2 DEQ employees suspended over Flint water crisis

Chad Livengood, Jonathan Oosting, and Jim Lynch

Lansing —Two Michigan Department of Environmental Quality employees were suspended without pay Friday for actions related to the Flint water contamination crisis, Gov. Rick Snyder said.

The state workers, who are not being named but work on drinking water issues, were notified of their suspension Friday, said Department of Technology, Management and Budget spokesman Kurt Weiss. They will face an investigation prior to any additional discipline, including possible firing.

“Michiganders need to be able to depend on state government to do what’s best for them, and in the case of the DEQ that means ensuring their drinking water is safe,” Snyder said in a statement. “Some DEQ actions lacked common sense and that resulted in this terrible tragedy in Flint. I look forward to the results of the investigation to ensure these mistakes don’t happen again.”

Civil Service Commission rules prohibit the state from immediately firing classified civil service employees. Instead, workers can be suspended without pay for up to seven days while the state investigates their conduct, Weiss said. The probe could take weeks.

The suspensions came after Snyder, in a Friday morning appearance on MSNBC’s “Morning Joe,” had criticized DEQ personnel without mentioning any state employees by name.

“The department people, the heads, were not being given the right information by the quote-unquote experts, and I use that word with great trial and tribulation because they were considered experts in terms of their background, these are career civil servants that had strong science, medical backgrounds in terms of their research,” Snyder said. “But as a practical matter, when you look at it today and you look at their conclusions, I wouldn’t call them experts anymore.”

Earlier this week, new DEQ Director Keith Creagh said “common sense” should have dictated that corrosion controls be utilized from the outset of Flint’s source switch. But he has said that under the vague wording of the Lead and Copper Rule, the state’s initial interpretation may have been “technically” allowable.

The unnamed staffers were the first state government workers suspended for their roles in the Flint water crisis.

DEQ Director Dan Wyant was forced to resign in late December after a Snyder-appointed task force concluded DEQ was “primarily responsible for failing to ensure safe drinking water in Flint.” As of mid-October, Snyder was publicly defending Wyant.

DEQ’s communications director, Brad Wurfel, also resigned on Dec. 29 after the task force said the department displayed a “dismissive and disrespectful tone” to data from researchers outside state government who discovered lead in Flint’s water and the bloodstreams of the city’s children.

Two other DEQ employees in the Office of Drinking Water and Municipal Assistance have been reassigned as a result of the agency misinterpreting federal regulations on toxic metals in water.

In mid-October, Wyant reassigned Office of Drinking Water and Municipal Assistance Chief Lianne Shekter-Smith to another job. Stephen Busch, the office’s Lansing and Jackson district supervisor, has also been reassigned.

“It’s a huge bureaucratic problem, and it’s part of the problem with culture in government,” Snyder said.

There are efforts underway to bring in third-party experts to evaluate the environmental agency’s water testing procedures and change the “culture,” he continued.

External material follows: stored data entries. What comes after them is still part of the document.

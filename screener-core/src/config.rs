//! Screener configuration, loaded from TOML.
//!
//! Every field has a default, so an empty file (or no file at all) yields the
//! stock GBTC screen: 5-day entry and exit windows over 20/50-period SMAs and
//! a 50-day relative-volume window.

use crate::domain::Symbol;
use crate::indicators::IndicatorWindows;
use serde::{Deserialize, Serialize};
use std::path::Path;
use std::time::Duration;
use thiserror::Error;

#[derive(Debug, Error)]
pub enum ConfigError {
    #[error("read config file {path}: {reason}")]
    Read { path: String, reason: String },

    #[error("parse config TOML: {0}")]
    Parse(String),

    #[error("invalid '{field}': {reason}")]
    Invalid { field: &'static str, reason: String },
}

#[derive(Debug, Clone, PartialEq, Serialize, Deserialize)]
#[serde(default)]
pub struct ScreenerConfig {
    /// Instrument identifier.
    pub ticker: Symbol,
    /// Trailing days scored by the entry rules.
    pub entry_window: usize,
    /// Trailing days scored by the exit rules.
    pub exit_window: usize,
    pub short_sma_period: usize,
    pub long_sma_period: usize,
    pub rvol_period: usize,
    /// Calendar days of history requested from the data source.
    pub lookback_days: u32,
    /// How long fetched bars stay fresh in the cache.
    pub cache_ttl_secs: u64,
    /// Rows rendered per table (0 = all).
    pub display_rows: usize,
}

impl Default for ScreenerConfig {
    fn default() -> Self {
        Self {
            ticker: "GBTC".to_string(),
            entry_window: 5,
            exit_window: 5,
            short_sma_period: 20,
            long_sma_period: 50,
            rvol_period: 50,
            lookback_days: 180,
            cache_ttl_secs: 3600,
            display_rows: 10,
        }
    }
}

impl ScreenerConfig {
    /// Load and validate a config from a TOML file.
    pub fn from_file(path: &Path) -> Result<Self, ConfigError> {
        let content = std::fs::read_to_string(path).map_err(|e| ConfigError::Read {
            path: path.display().to_string(),
            reason: e.to_string(),
        })?;
        Self::from_toml(&content)
    }

    /// Parse and validate a config from a TOML string.
    pub fn from_toml(content: &str) -> Result<Self, ConfigError> {
        let config: Self = toml::from_str(content).map_err(|e| ConfigError::Parse(e.to_string()))?;
        config.validate()?;
        Ok(config)
    }

    /// Check every field is usable. Windows and periods must be positive.
    pub fn validate(&self) -> Result<(), ConfigError> {
        if self.ticker.trim().is_empty() {
            return Err(ConfigError::Invalid {
                field: "ticker",
                reason: "must not be empty".into(),
            });
        }

        let positive = [
            ("entry_window", self.entry_window),
            ("exit_window", self.exit_window),
            ("short_sma_period", self.short_sma_period),
            ("long_sma_period", self.long_sma_period),
            ("rvol_period", self.rvol_period),
            ("lookback_days", self.lookback_days as usize),
        ];
        for (field, value) in positive {
            if value == 0 {
                return Err(ConfigError::Invalid {
                    field,
                    reason: "must be >= 1".into(),
                });
            }
        }

        Ok(())
    }

    pub fn windows(&self) -> IndicatorWindows {
        IndicatorWindows {
            short: self.short_sma_period,
            long: self.long_sma_period,
            rvol: self.rvol_period,
        }
    }

    pub fn cache_ttl(&self) -> Duration {
        Duration::from_secs(self.cache_ttl_secs)
    }
}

“This is something that we don’t consider just what one person did, let’s look at the entire cultural background of how people have been operating,” Snyder said. “Let’s get in there and rebuild the culture that understands common sense has to be part of it, taking care of our citizens has to be part of it.”

The Flint water contamination crisis has also prompted changes at the federal Environmental Protection Agency. Region 5 Administrator Susan Hedman resigned Thursday and EPA administrator Gina McCarthy asked the agency’s Office of Inspector General to evaluate the Region 5 public water supervision program.

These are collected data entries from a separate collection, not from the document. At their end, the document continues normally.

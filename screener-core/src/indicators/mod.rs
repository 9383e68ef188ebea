//! Trailing-window indicators and the pipeline that attaches them to bars.
//!
//! Indicators are pure functions: bar history in, numeric series out. Each
//! series has the same length as the input, with `f64::NAN` wherever the value
//! is undefined (warmup, or a zero denominator). The pipeline drops every
//! position where any series is undefined, so NaN never reaches the scoring
//! rules.

pub mod pipeline;
pub mod rvol;
pub mod sma;

pub use pipeline::{compute, IndicatorWindows};
pub use rvol::RelativeVolume;
pub use sma::Sma;

use crate::domain::Bar;

/// Trait for indicators.
///
/// # Look-ahead contamination guard
/// No indicator value at bar t may depend on data from bar t+1 or later.
pub trait Indicator: Send + Sync {
    /// Human-readable name (e.g., "sma_20", "rvol_50").
    fn name(&self) -> &str;

    /// Number of bars needed before the indicator produces valid output.
    fn lookback(&self) -> usize;

    /// Compute the indicator for the entire bar series.
    ///
    /// Returns a `Vec<f64>` of the same length as `bars`.
    /// The first `lookback()` values are `f64::NAN`.
    fn compute(&self, bars: &[Bar]) -> Vec<f64>;
}

/// Mean of each trailing window of `period` values, aligned to the window's
/// last element. Positions before the first full window are NaN, as is any
/// window containing a NaN.
pub(crate) fn trailing_mean(values: &[f64], period: usize) -> Vec<f64> {
    let mut result = vec![f64::NAN; values.len()];
    if period == 0 || values.len() < period {
        return result;
    }
    for (offset, window) in values.windows(period).enumerate() {
        result[offset + period - 1] = window.iter().sum::<f64>() / period as f64;
    }
    result
}

/// Create synthetic bars from close prices for testing.
///
/// Generates plausible OHLV: open = prev_close (or close for first bar),
/// high = max(open,close) + 1.0, low = min(open,close) - 1.0, volume = 1000.
#[cfg(test)]
pub fn make_bars(closes: &[f64]) -> Vec<Bar> {
    let base_date = chrono::NaiveDate::from_ymd_opt(2024, 1, 2).unwrap();
    closes
        .iter()
        .enumerate()
        .map(|(i, &close)| {
            let open = if i == 0 { close } else { closes[i - 1] };
            Bar {
                date: base_date + chrono::Duration::days(i as i64),
                open,
                high: open.max(close) + 1.0,
                low: open.min(close) - 1.0,
                close,
                volume: 1000.0,
            }
        })
        .collect()
}

/// Same as [`make_bars`] with an explicit volume per bar.
#[cfg(test)]
pub fn make_bars_with_volume(closes: &[f64], volumes: &[f64]) -> Vec<Bar> {
    make_bars(closes)
        .into_iter()
        .zip(volumes)
        .map(|(bar, &volume)| Bar { volume, ..bar })
        .collect()
}

/// Assert two f64 values are approximately equal (within epsilon).
#[cfg(test)]
pub fn assert_approx(actual: f64, expected: f64, epsilon: f64) {
    assert!(
        (actual - expected).abs() < epsilon,
        "assert_approx failed: actual={actual}, expected={expected}, diff={}, epsilon={epsilon}",
        (actual - expected).abs()
    );
}

/// Default epsilon for indicator tests.
#[cfg(test)]
pub const DEFAULT_EPSILON: f64 = 1e-10;

#[cfg(test)]
mod tests {
    use super::*;

    #[test]
    fn trailing_mean_aligns_to_window_end() {
        let result = trailing_mean(&[1.0, 2.0, 3.0, 4.0], 2);
        assert!(result[0].is_nan());
        assert_approx(result[1], 1.5, DEFAULT_EPSILON);
        assert_approx(result[2], 2.5, DEFAULT_EPSILON);
        assert_approx(result[3], 3.5, DEFAULT_EPSILON);
    }

    #[test]
    fn trailing_mean_short_input_is_all_nan() {
        let result = trailing_mean(&[1.0, 2.0], 3);
        assert_eq!(result.len(), 2);
        assert!(result.iter().all(|v| v.is_nan()));
    }
}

During the MSNBC interview, Snyder rejected a charge by critics that his administration would have responded more quickly to Flint’s water problems dating back to April 2014 if the city predominately African-American and low-income city were rich and white.

“Is this a case of environmental racism?” Morning Joe host Mika Brzezinski asked.

“Absolutely not,” Snyder responded. “Flint is a place I’ve been devoted to helping. ... We’ve done a lot in terms of programs there to help the structurally unemployed go get work, in terms of public safety we’ve done a lot. Healthy Michigan was a whole Medicaid expansion and many of those people getting the greatest benefit are people in places like Flint and such, because they deserve better medical care.”

The Republican governor added: “What’s so frustrating and makes you so angry about this situation is you have a handful of quote-unquote experts who were career service people that made terrible decisions in my view and we have to live with the consequences with that. They work for me, so I accept that responsibility.”